In a 2013 NY Times article, Rosalie Hughes, a former UN refugee agency worker describes her own sleeplessness and anxiety and cites a 2013 study commissioned by the United Nations High Commissioner for Refugees - “47 percent of its staff members who were surveyed indicated having had sleep problems in the previous month. And 57 percent had recently experienced symptoms consistent with depression. Rates of clinical depression among aid workers are double those of American adults. One cites “adult trauma exposure” as a main cause.”

Utilizing mind/body practices such as LovingKindness and Compassion meditation, mindfulness, breath work, mindful movement (such as yoga, Qi Gong and martial arts) rest and restoration as well as play and peer support help to prevent burn-out and PTSD amongst caregivers and the people they aid.

In April of 2017, as a faculty member of ICMHHR I was invited to speak and share these practices at the 3rd Annual Ugandan Clinical Psychology Association / Ugandan Behavioral Health Alliance Conference at the University of Kisubi, Entebbe, Uganda which Sebastian Ssempijja, (HPRT ’17) founded. Over 150 mental health care professionals and students attended and participated in Care for the Caregiver workshops. The idea being that health care professionals use the practices for themselves and share them with their patients or clients. We train the trainers.

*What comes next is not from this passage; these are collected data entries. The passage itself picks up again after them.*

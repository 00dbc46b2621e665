//! Tests for retry-until-unique edition generation

#[cfg(test)]
mod tests {
    use crate::support::{CountingRng, collection, layers};
    use rand::SeedableRng;
    use rand::rngs::StdRng;
    use std::collections::HashSet;
    use traitmint::algorithm::cancel::CancellationToken;
    use traitmint::algorithm::combination::Selection;
    use traitmint::algorithm::generator::{CombinationGenerator, RetryPolicy, rng_from_seed};
    use traitmint::catalog::model::{CollectionConfig, TraitCategory};
    use traitmint::{EngineError, Stage};

    fn small() -> CollectionConfig {
        collection(vec![
            TraitCategory::required("Background", layers(&[("red", 1), ("blue", 1), ("green", 1)])),
            TraitCategory::optional("Hat", layers(&[("cap", 1), ("crown", 1)]), 1),
        ])
    }

    // Tests the retry ceiling grows with the draws expected per new combination
    // Verified by scaling with the slots still to fill
    #[test]
    fn test_retry_ceiling() {
        let policy = RetryPolicy {
            retry_factor: 10,
            retry_floor: 50,
        };

        assert_eq!(policy.ceiling(100, 0), 50);
        assert_eq!(policy.ceiling(100, 90), 100);
        assert_eq!(policy.ceiling(100, 99), 1_000);
        assert_eq!(policy.ceiling(100, 100), 50);
        assert_eq!(policy.ceiling(3, 1), 50);
        assert_eq!(RetryPolicy::default().ceiling(27_000, 26_999), 2_700_000);
    }

    // Tests a uniform space larger than the retry floor can be filled completely
    // Verified by shrinking the ceiling as the edition fills
    #[test]
    fn test_fill_uniform_space() {
        let options: Vec<String> = (0..30).map(|i| format!("l{i}")).collect();
        let specs: Vec<(&str, u32)> = options.iter().map(|name| (name.as_str(), 1)).collect();
        let config = collection(
            (0..3)
                .map(|i| TraitCategory::required(format!("C{i}"), layers(&specs)))
                .collect(),
        );
        let generator = CombinationGenerator::new(&config, RetryPolicy::default()).unwrap();
        assert_eq!(generator.combination_space(), 27_000);

        for seed in 0..2 {
            let edition = generator
                .generate(27_000, &mut StdRng::seed_from_u64(seed), &CancellationToken::new())
                .unwrap();
            assert_eq!(edition.len(), 27_000);
        }
    }

    // Tests sampler construction failures name the category
    // Verified by skipping zero-weight categories
    #[test]
    fn test_zero_weight_category() {
        let config = collection(vec![TraitCategory::required("Body", layers(&[("a", 0)]))]);

        match CombinationGenerator::new(&config, RetryPolicy::default()) {
            Err(EngineError::Sampler { category, .. }) => assert_eq!(category, "Body"),
            other => unreachable!("Expected Sampler error, got {:?}", other.err()),
        }
    }

    // Tests draws cover every category and respect its outcomes
    // Verified by drawing absent for required categories
    #[test]
    fn test_draw_shape() {
        let config = small();
        let generator = CombinationGenerator::new(&config, RetryPolicy::default()).unwrap();
        let mut rng = StdRng::seed_from_u64(1);

        assert_eq!(generator.combination_space(), 9);
        assert_eq!(generator.config().categories.len(), 2);
        for _ in 0..100 {
            let combination = generator.draw(&mut rng);
            assert_eq!(combination.len(), 2);
            assert_ne!(combination.selections()[0], Selection::Absent);
            assert!(combination.resolve(&config).is_ok());
        }
    }

    // Tests the whole space can be generated without duplicates
    // Verified by skipping the uniqueness check
    #[test]
    fn test_exhaust_space() {
        let config = small();
        let generator = CombinationGenerator::new(&config, RetryPolicy::default()).unwrap();
        let mut rng = StdRng::seed_from_u64(5);

        let edition = generator
            .generate(9, &mut rng, &CancellationToken::new())
            .unwrap();

        let unique: HashSet<_> = edition.iter().cloned().collect();
        assert_eq!(edition.len(), 9);
        assert_eq!(unique.len(), 9);
        assert_eq!(edition.stats().accepted, 9);
    }

    // Tests oversize requests fail before consuming randomness
    // Verified by checking the space after sampling starts
    #[test]
    fn test_insufficient_space() {
        let config = small();
        let generator = CombinationGenerator::new(&config, RetryPolicy::default()).unwrap();
        let mut rng = CountingRng::new(StdRng::seed_from_u64(0));

        let err = generator
            .generate(10, &mut rng, &CancellationToken::new())
            .unwrap_err();

        assert!(matches!(
            err,
            EngineError::InsufficientSpace {
                requested: 10,
                available: 9
            }
        ));
        assert_eq!(rng.calls, 0);
    }

    // Tests an empty request succeeds immediately
    // Verified by requiring at least one draw
    #[test]
    fn test_zero_count() {
        let config = small();
        let generator = CombinationGenerator::new(&config, RetryPolicy::default()).unwrap();
        let mut rng = CountingRng::new(StdRng::seed_from_u64(0));

        let edition = generator
            .generate(0, &mut rng, &CancellationToken::new())
            .unwrap();
        assert!(edition.is_empty());
        assert_eq!(rng.calls, 0);
    }

    // Tests identical seeds produce identical editions
    // Verified by reseeding from entropy
    #[test]
    fn test_seeded_reproducibility() {
        let config = small();
        let generator = CombinationGenerator::new(&config, RetryPolicy::default()).unwrap();

        let first = generator
            .generate(6, &mut rng_from_seed(Some(77)), &CancellationToken::new())
            .unwrap();
        let second = generator
            .generate(6, &mut rng_from_seed(Some(77)), &CancellationToken::new())
            .unwrap();

        assert_eq!(first.combinations(), second.combinations());
    }

    // Tests a skewed catalog times out with diagnostics
    // Verified by retrying forever
    #[test]
    fn test_generation_timeout() {
        let config = collection(vec![
            TraitCategory::required("Body", layers(&[("common", 1_000_000), ("rare", 1)])),
            TraitCategory::required("Eyes", layers(&[("open", 1)])),
        ]);
        let policy = RetryPolicy {
            retry_factor: 1,
            retry_floor: 5,
        };
        let generator = CombinationGenerator::new(&config, policy).unwrap();
        let mut rng = StdRng::seed_from_u64(3);

        let err = generator
            .generate(2, &mut rng, &CancellationToken::new())
            .unwrap_err();

        match &err {
            EngineError::GenerationTimeout {
                accepted,
                requested,
                rejections,
                suspects,
            } => {
                assert_eq!(*accepted, 1);
                assert_eq!(*requested, 2);
                assert_eq!(*rejections, 6);
                assert_eq!(suspects.len(), 1);
                assert_eq!(suspects[0].category, "Body");
                assert_eq!(suspects[0].dominant_option, "common");
            }
            other => unreachable!("Expected GenerationTimeout, got {other:?}"),
        }
        assert_eq!(err.stage(), Stage::Generation);
        assert!(err.to_string().contains("Body"));
    }

    // Tests cancellation stops generation at the next draw
    // Verified by checking the token only after completion
    #[test]
    fn test_cancellation() {
        let config = small();
        let generator = CombinationGenerator::new(&config, RetryPolicy::default()).unwrap();
        let cancel = CancellationToken::new();
        let mut rng = StdRng::seed_from_u64(9);
        let mut reported = Vec::new();

        let result = generator.generate_with(5, &mut rng, &cancel, |accepted| {
            reported.push(accepted);
            if accepted == 2 {
                cancel.cancel();
            }
        });

        assert!(matches!(
            result,
            Err(EngineError::Cancelled {
                stage: Stage::Generation
            })
        ));
        assert_eq!(reported, vec![1, 2]);
    }

    // Tests progress callbacks report every acceptance in order
    // Verified by reporting rejected draws
    #[test]
    fn test_progress_callback() {
        let config = small();
        let generator = CombinationGenerator::new(&config, RetryPolicy::default()).unwrap();
        let mut rng = StdRng::seed_from_u64(11);
        let mut reported = Vec::new();

        generator
            .generate_with(4, &mut rng, &CancellationToken::new(), |n| reported.push(n))
            .unwrap();

        assert_eq!(reported, vec![1, 2, 3, 4]);
    }
}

Funded by Second Response, an organization dedicated to the well-being of wounded and traumatized children as well as their caregivers, I was able to offer skills to over 60 children and 20 caregivers in Kenya as well as hundreds more children and 130 caregivers in Uganda. On my final day in Kilifi one of the lead social workers at the rescue center facilitated every aspect of the practices with the children - many of whom were pregnant, had just given birth, or were young mothers, including a 16-year-old mother of a 17-day-old infant girl and a 15-year-old mother with her 3.5 year-old son.

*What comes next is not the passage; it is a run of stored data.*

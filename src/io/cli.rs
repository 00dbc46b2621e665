//! Command-line interface for scanning catalogs, generating editions and previewing combinations

use crate::algorithm::cancel::CancellationToken;
use crate::algorithm::combination::Choice;
use crate::algorithm::generator::{CombinationGenerator, RetryPolicy, rng_from_seed};
use crate::catalog::model::{CollectionConfig, save_collection};
use crate::catalog::scan::open_collection;
use crate::io::configuration::{DEFAULT_OUTPUT_DIR, DEFAULT_RETRY_FACTOR};
use crate::io::error::{Result, invalid_parameter};
use crate::io::progress::ProgressManager;
use crate::io::storage::FileSystem;
use crate::render::compositor::ResizePolicy;
use crate::render::export::{ExportOptions, export_edition_with};
use crate::render::preview::{encode_asset, preview, preview_random};
use clap::{Args, Parser, Subcommand};
use std::path::{Path, PathBuf};
use tracing::{Level, info};
use tracing_subscriber::FmtSubscriber;

#[derive(Parser, Debug, Clone)]
#[command(name = "traitmint")]
#[command(
    author,
    version,
    about = "Generate unique trait combinations from weighted image layers"
)]
/// Command-line arguments for the collection engine
pub struct Cli {
    /// Enable debug logging
    #[arg(short, long, global = true)]
    pub verbose: bool,

    /// Suppress progress output and informational logs
    #[arg(short, long, global = true)]
    pub quiet: bool,

    /// Operation to run
    #[command(subcommand)]
    pub command: Command,
}

impl Cli {
    /// Check if progress should be displayed
    pub const fn should_show_progress(&self) -> bool {
        !self.quiet
    }

    /// Maximum log level for the chosen verbosity
    pub const fn log_level(&self) -> Level {
        if self.verbose {
            Level::DEBUG
        } else if self.quiet {
            Level::WARN
        } else {
            Level::INFO
        }
    }
}

/// Subcommands
#[derive(Subcommand, Debug, Clone)]
pub enum Command {
    /// Scan a layer directory and print or save the collection document
    Scan {
        /// Collection source and canvas size
        #[command(flatten)]
        source: SourceArgs,

        /// Write the collection document here instead of printing it
        #[arg(short, long)]
        output: Option<PathBuf>,
    },

    /// Generate an edition of unique combinations and export it
    Generate(GenerateArgs),

    /// Render one combination and print it as a data URL
    Preview(PreviewArgs),

    /// Print an existing image file as a data URL
    Encode {
        /// Image file to encode
        file: PathBuf,
    },
}

/// Where the collection comes from
#[derive(Args, Debug, Clone)]
pub struct SourceArgs {
    /// Layer directory or saved collection document
    #[arg(value_name = "SOURCE")]
    pub source: PathBuf,

    /// Canvas width in pixels
    #[arg(short = 'W', long)]
    pub width: Option<u32>,

    /// Canvas height in pixels
    #[arg(short = 'H', long)]
    pub height: Option<u32>,
}

/// Arguments of the `generate` subcommand
#[derive(Args, Debug, Clone)]
pub struct GenerateArgs {
    /// Collection source and canvas size
    #[command(flatten)]
    pub source: SourceArgs,

    /// Number of unique combinations to produce
    #[arg(short = 'n', long)]
    pub count: usize,

    /// Random seed for reproducible editions
    #[arg(short, long)]
    pub seed: Option<u64>,

    /// Run directory for images and metadata
    #[arg(short, long, default_value = DEFAULT_OUTPUT_DIR)]
    pub output: PathBuf,

    /// Handling of layer assets that do not match the canvas
    #[arg(short, long, value_enum, default_value_t = ResizePolicy::Exact)]
    pub resize: ResizePolicy,

    /// Export worker threads (defaults to one per CPU)
    #[arg(short, long)]
    pub threads: Option<usize>,

    /// Stop exporting after the first failed item
    #[arg(long)]
    pub fail_fast: bool,

    /// Consecutive duplicate draws tolerated per draw expected to find a new combination
    #[arg(long, default_value_t = DEFAULT_RETRY_FACTOR)]
    pub retry_factor: u64,
}

/// Arguments of the `preview` subcommand
#[derive(Args, Debug, Clone)]
pub struct PreviewArgs {
    /// Collection source and canvas size
    #[command(flatten)]
    pub source: SourceArgs,

    /// Explicit choice per category; repeat for several categories
    #[arg(short, long = "choose", value_name = "CATEGORY=LAYER")]
    pub choose: Vec<Choice>,

    /// Random seed when no choices are given
    #[arg(short, long)]
    pub seed: Option<u64>,

    /// Handling of layer assets that do not match the canvas
    #[arg(short, long, value_enum, default_value_t = ResizePolicy::Exact)]
    pub resize: ResizePolicy,
}

/// Install the stderr log subscriber for the chosen verbosity
///
/// # Errors
///
/// Returns an error if a global subscriber is already installed
pub fn init_logging(cli: &Cli) -> Result<()> {
    let subscriber = FmtSubscriber::builder()
        .with_max_level(cli.log_level())
        .with_writer(std::io::stderr)
        .finish();

    tracing::subscriber::set_global_default(subscriber)
        .map_err(|e| invalid_parameter("logging", &"global subscriber", &e))
}

/// Runs one subcommand against the local filesystem with progress tracking
pub struct CollectionProcessor {
    cli: Cli,
    storage: FileSystem,
    progress_manager: Option<ProgressManager>,
}

impl CollectionProcessor {
    /// Create a new processor with the given CLI arguments
    pub fn new(cli: Cli) -> Self {
        let progress_manager = cli.should_show_progress().then(ProgressManager::new);

        Self {
            cli,
            storage: FileSystem,
            progress_manager,
        }
    }

    /// Run the selected subcommand
    ///
    /// # Errors
    ///
    /// Returns the first error of the failing stage; for `generate`, the
    /// first failed item once the whole edition has been attempted
    pub fn process(&mut self) -> Result<()> {
        match self.cli.command.clone() {
            Command::Scan { source, output } => self.run_scan(&source, output.as_deref()),
            Command::Generate(args) => self.run_generate(&args),
            Command::Preview(args) => self.run_preview(&args),
            Command::Encode { file } => self.run_encode(&file),
        }
    }

    fn open(&self, source: &SourceArgs) -> Result<CollectionConfig> {
        open_collection(&self.storage, &source.source, source.width, source.height)
    }

    // Allow print for the collection document when no output file is given
    #[allow(clippy::print_stdout)]
    fn run_scan(&self, source: &SourceArgs, output: Option<&Path>) -> Result<()> {
        let config = self.open(source)?;

        if let Some(output) = output {
            save_collection(&self.storage, output, &config)?;
            info!(path = %output.display(), "collection saved");
        } else {
            println!("{}", config.to_json()?);
        }
        Ok(())
    }

    fn run_generate(&mut self, args: &GenerateArgs) -> Result<()> {
        let config = self.open(&args.source)?;
        let policy = RetryPolicy {
            retry_factor: args.retry_factor,
            ..RetryPolicy::default()
        };
        let generator = CombinationGenerator::new(&config, policy)?;
        let mut rng = rng_from_seed(args.seed);
        let cancel = CancellationToken::new();

        if let Some(ref mut pm) = self.progress_manager {
            pm.start_stage("generate", args.count);
        }
        let progress = self.progress_manager.as_ref();
        let edition = generator.generate_with(args.count, &mut rng, &cancel, |accepted| {
            if let Some(pm) = progress {
                pm.set_position(accepted);
            }
        })?;

        if let Some(ref mut pm) = self.progress_manager {
            pm.start_stage("export", edition.len());
        }
        let options = ExportOptions {
            resize: args.resize,
            threads: args.threads,
            fail_fast: args.fail_fast,
        };
        let progress = self.progress_manager.as_ref();
        let summary = export_edition_with(
            &self.storage,
            &config,
            &edition,
            &args.output,
            &options,
            &cancel,
            |_| {
                if let Some(pm) = progress {
                    pm.inc();
                }
            },
        )?;

        if let Some(ref mut pm) = self.progress_manager {
            pm.finish();
        }

        info!(
            output = %args.output.display(),
            written = summary.succeeded(),
            failed = summary.failed.len(),
            "run complete"
        );
        summary
            .failed
            .into_iter()
            .next()
            .map_or(Ok(()), |first| Err(first.error))
    }

    // Allow print for the data URL, which is the command's output
    #[allow(clippy::print_stdout)]
    fn run_preview(&self, args: &PreviewArgs) -> Result<()> {
        let config = self.open(&args.source)?;

        let url = if args.choose.is_empty() {
            let mut rng = rng_from_seed(args.seed);
            preview_random(&self.storage, &config, args.resize, &mut rng)?
        } else {
            preview(&self.storage, &config, &args.choose, args.resize)?
        };
        println!("{url}");
        Ok(())
    }

    // Allow print for the data URL, which is the command's output
    #[allow(clippy::print_stdout)]
    fn run_encode(&self, file: &Path) -> Result<()> {
        println!("{}", encode_asset(&self.storage, file)?);
        Ok(())
    }
}
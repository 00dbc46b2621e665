/// Command-line parsing and subcommand orchestration
pub mod cli;
/// Engine constants and defaults
pub mod configuration;
/// Error types and result alias
pub mod error;
/// Terminal progress bars for generation and export
pub mod progress;
/// Filesystem access behind a substitutable trait
pub mod storage;
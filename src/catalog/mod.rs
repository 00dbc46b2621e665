//! Layer catalog: directory discovery and the collection description
//!
//! This module contains:
//! - The layer file naming convention
//! - Trait category, layer and collection types
//! - Directory scanning and collection document loading

/// Layer file naming convention and weight prefix parsing
pub mod naming;
/// Collection, category and layer types with document persistence
pub mod model;
/// Directory tree scanning into collection descriptions
pub mod scan;

pub use model::{CollectionConfig, Layer, TraitCategory};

Accompanied by Turhan Canli (HPRT ’17) of The Mind Brain Center for War and Humanity at Stony Brook University and Sebastian Ssempijja, I returned to Uganda and shared these practices again. It is important to remember that these are embodied practices. The devastating effects of gender based violence, mass trauma, forced evacuation and/or the witnessing of such disconnect us not only from our communities but ourselves - not only is the body beaten and abused but the mind is broken and fragmented. We heal the one with the other to become whole again. The body itself is the healing environment.

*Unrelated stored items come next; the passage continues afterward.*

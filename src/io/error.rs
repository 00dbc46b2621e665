//! Error types and stage attribution for collection engine operations

use std::fmt;
use std::path::{Path, PathBuf};

use crate::math::space::CollisionSuspect;

/// Pipeline stage an error originated from
#[derive(Debug, Clone, Copy, PartialEq, Eq)]
pub enum Stage {
    /// Layer discovery and collection validation
    Catalog,
    /// Weighted sampler construction
    Sampler,
    /// Unique combination generation
    Generation,
    /// Layer decoding and stacking
    Composite,
    /// Encoding and persisting finished images
    Export,
    /// Raw filesystem access
    FileSystem,
    /// Caller-supplied parameters
    Configuration,
}

impl fmt::Display for Stage {
    fn fmt(&self, f: &mut fmt::Formatter<'_>) -> fmt::Result {
        let name = match self {
            Self::Catalog => "catalog",
            Self::Sampler => "sampler",
            Self::Generation => "generation",
            Self::Composite => "composite",
            Self::Export => "export",
            Self::FileSystem => "filesystem",
            Self::Configuration => "configuration",
        };
        f.write_str(name)
    }
}

/// Main error type for all engine operations
#[derive(Debug)]
pub enum EngineError {
    /// Layer directory or collection document is unusable
    Catalog {
        /// Directory or document the problem was found in
        path: PathBuf,
        /// Description of what is wrong
        reason: String,
    },

    /// Weight set cannot be sampled from
    Sampler {
        /// Category owning the degenerate weight set
        category: String,
        /// Description of the degenerate configuration
        reason: String,
    },

    /// Requested edition is larger than the reachable combination space
    ///
    /// Raised before any sampling happens.
    InsufficientSpace {
        /// Number of combinations requested
        requested: usize,
        /// Number of distinct combinations the catalog can produce
        available: u64,
    },

    /// Too many consecutive duplicate candidates were drawn
    GenerationTimeout {
        /// Unique combinations accepted before giving up
        accepted: usize,
        /// Number of combinations requested
        requested: usize,
        /// Consecutive rejections when the ceiling was hit
        rejections: u64,
        /// Categories most likely responsible for the collisions
        suspects: Vec<CollisionSuspect>,
    },

    /// Layer asset could not be decoded
    Composite {
        /// Asset that failed to decode
        asset: PathBuf,
        /// Underlying decoding error
        source: image::ImageError,
    },

    /// Layer asset does not match the canvas under the exact resize policy
    AssetDimensions {
        /// Offending asset
        asset: PathBuf,
        /// Canvas dimensions (width, height)
        expected: (u32, u32),
        /// Asset dimensions (width, height)
        actual: (u32, u32),
    },

    /// Failed to encode a finished composite
    ImageExport {
        /// Destination of the encoded image
        path: PathBuf,
        /// Underlying image encoding error
        source: image::ImageError,
    },

    /// General file system operation failure
    FileSystem {
        /// Path involved in the operation
        path: PathBuf,
        /// Description of the operation that failed
        operation: &'static str,
        /// Underlying I/O error
        source: std::io::Error,
    },

    /// Collection document or metadata could not be (de)serialized
    Serialization {
        /// Document involved
        path: PathBuf,
        /// Underlying JSON error
        source: serde_json::Error,
    },

    /// Caller-supplied parameter validation failed
    InvalidParameter {
        /// Name of the invalid parameter
        parameter: &'static str,
        /// Provided value that failed validation
        value: String,
        /// Explanation of why the value is invalid
        reason: String,
    },

    /// Run was cancelled before the stage completed
    Cancelled {
        /// Stage that observed the cancellation
        stage: Stage,
    },
}

impl EngineError {
    /// Pipeline stage this error belongs to
    pub const fn stage(&self) -> Stage {
        match self {
            Self::Catalog { .. } => Stage::Catalog,
            Self::Sampler { .. } => Stage::Sampler,
            Self::InsufficientSpace { .. } | Self::GenerationTimeout { .. } => Stage::Generation,
            Self::Composite { .. } | Self::AssetDimensions { .. } => Stage::Composite,
            Self::ImageExport { .. } => Stage::Export,
            Self::FileSystem { .. } => Stage::FileSystem,
            Self::Serialization { .. } | Self::InvalidParameter { .. } => Stage::Configuration,
            Self::Cancelled { stage } => *stage,
        }
    }
}

impl fmt::Display for EngineError {
    fn fmt(&self, f: &mut fmt::Formatter<'_>) -> fmt::Result {
        match self {
            Self::Catalog { path, reason } => {
                write!(f, "Catalog error in '{}': {reason}", path.display())
            }
            Self::Sampler { category, reason } => {
                write!(f, "Cannot sample category '{category}': {reason}")
            }
            Self::InsufficientSpace {
                requested,
                available,
            } => {
                write!(
                    f,
                    "Requested {requested} unique combinations but only {available} exist"
                )
            }
            Self::GenerationTimeout {
                accepted,
                requested,
                rejections,
                suspects,
            } => {
                write!(
                    f,
                    "Gave up after {rejections} consecutive duplicates with {accepted}/{requested} combinations accepted"
                )?;
                if !suspects.is_empty() {
                    let listed: Vec<String> = suspects.iter().map(ToString::to_string).collect();
                    write!(f, "; suspected categories: {}", listed.join(", "))?;
                }
                Ok(())
            }
            Self::Composite { asset, source } => {
                write!(f, "Failed to decode layer '{}': {source}", asset.display())
            }
            Self::AssetDimensions {
                asset,
                expected,
                actual,
            } => {
                write!(
                    f,
                    "Layer '{}' is {}x{} but the canvas is {}x{}",
                    asset.display(),
                    actual.0,
                    actual.1,
                    expected.0,
                    expected.1
                )
            }
            Self::ImageExport { path, source } => {
                write!(
                    f,
                    "Failed to export image to '{}': {source}",
                    path.display()
                )
            }
            Self::FileSystem {
                path,
                operation,
                source,
            } => {
                write!(
                    f,
                    "File system error during {operation} on '{}': {source}",
                    path.display()
                )
            }
            Self::Serialization { path, source } => {
                write!(f, "Invalid document '{}': {source}", path.display())
            }
            Self::InvalidParameter {
                parameter,
                value,
                reason,
            } => {
                write!(f, "Invalid parameter '{parameter}' = '{value}': {reason}")
            }
            Self::Cancelled { stage } => write!(f, "Run cancelled during {stage}"),
        }
    }
}

impl std::error::Error for EngineError {
    fn source(&self) -> Option<&(dyn std::error::Error + 'static)> {
        match self {
            Self::Composite { source, .. } | Self::ImageExport { source, .. } => Some(source),
            Self::FileSystem { source, .. } => Some(source),
            Self::Serialization { source, .. } => Some(source),
            _ => None,
        }
    }
}

/// Convenience type alias for engine results
pub type Result<T> = std::result::Result<T, EngineError>;

/// Attaches path context to raw I/O failures
pub trait WithPath<T> {
    /// Convert an I/O error into a [`EngineError::FileSystem`] naming the path and operation
    ///
    /// # Errors
    ///
    /// Propagates the original error with the path and operation applied
    fn with_path(self, path: &Path, operation: &'static str) -> Result<T>;
}

impl<T> WithPath<T> for std::result::Result<T, std::io::Error> {
    fn with_path(self, path: &Path, operation: &'static str) -> Result<T> {
        self.map_err(|source| EngineError::FileSystem {
            path: path.to_path_buf(),
            operation,
            source,
        })
    }
}

impl From<std::io::Error> for EngineError {
    fn from(err: std::io::Error) -> Self {
        Self::FileSystem {
            path: PathBuf::from("<unknown>"),
            operation: "unknown",
            source: err,
        }
    }
}

/// Create an invalid parameter error
pub fn invalid_parameter(
    parameter: &'static str,
    value: &impl ToString,
    reason: &impl ToString,
) -> EngineError {
    EngineError::InvalidParameter {
        parameter,
        value: value.to_string(),
        reason: reason.to_string(),
    }
}

/// Create a catalog error for the given directory or document
pub fn catalog_error(path: &Path, reason: &impl ToString) -> EngineError {
    EngineError::Catalog {
        path: path.to_path_buf(),
        reason: reason.to_string(),
    }
}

At Imvepi, a two hour Strategies for Self-Care workshop was held with the Red Cross volunteers who claimed feeling more calm, refreshed and peaceful and continue to not only do the practices but share them with their co-workers, families as well as the refugees. A one hour “play” workshop was conducted with over a hundred refugee children in the “safe space” - a fenced off and razor wired area solely for children in the camp.

The African Youth Initiative, directed by Victor Ochen, a 2015 Nobel Peace Prize Nominee, in Lira, central Uganda, has a staff of 35 dedicated to helping reintegrate survivors of war into their communities. With the help of WhatsApp and video footage shot during our half day workshop, I am able to continue sharing the work as well as advising the staff on best practices to share with the different communities they serve.

Additional workshops were held at the James Kaleesi Memorial School in Mityana which houses more than 80 orphaned youth and at the Butabika Mental Health Care Hospital in Kampala.

Mind body practices can be used anywhere, at any time and by any body - as we share the practices they become tools, a skill set for resiliency passed down from one to another and for one another.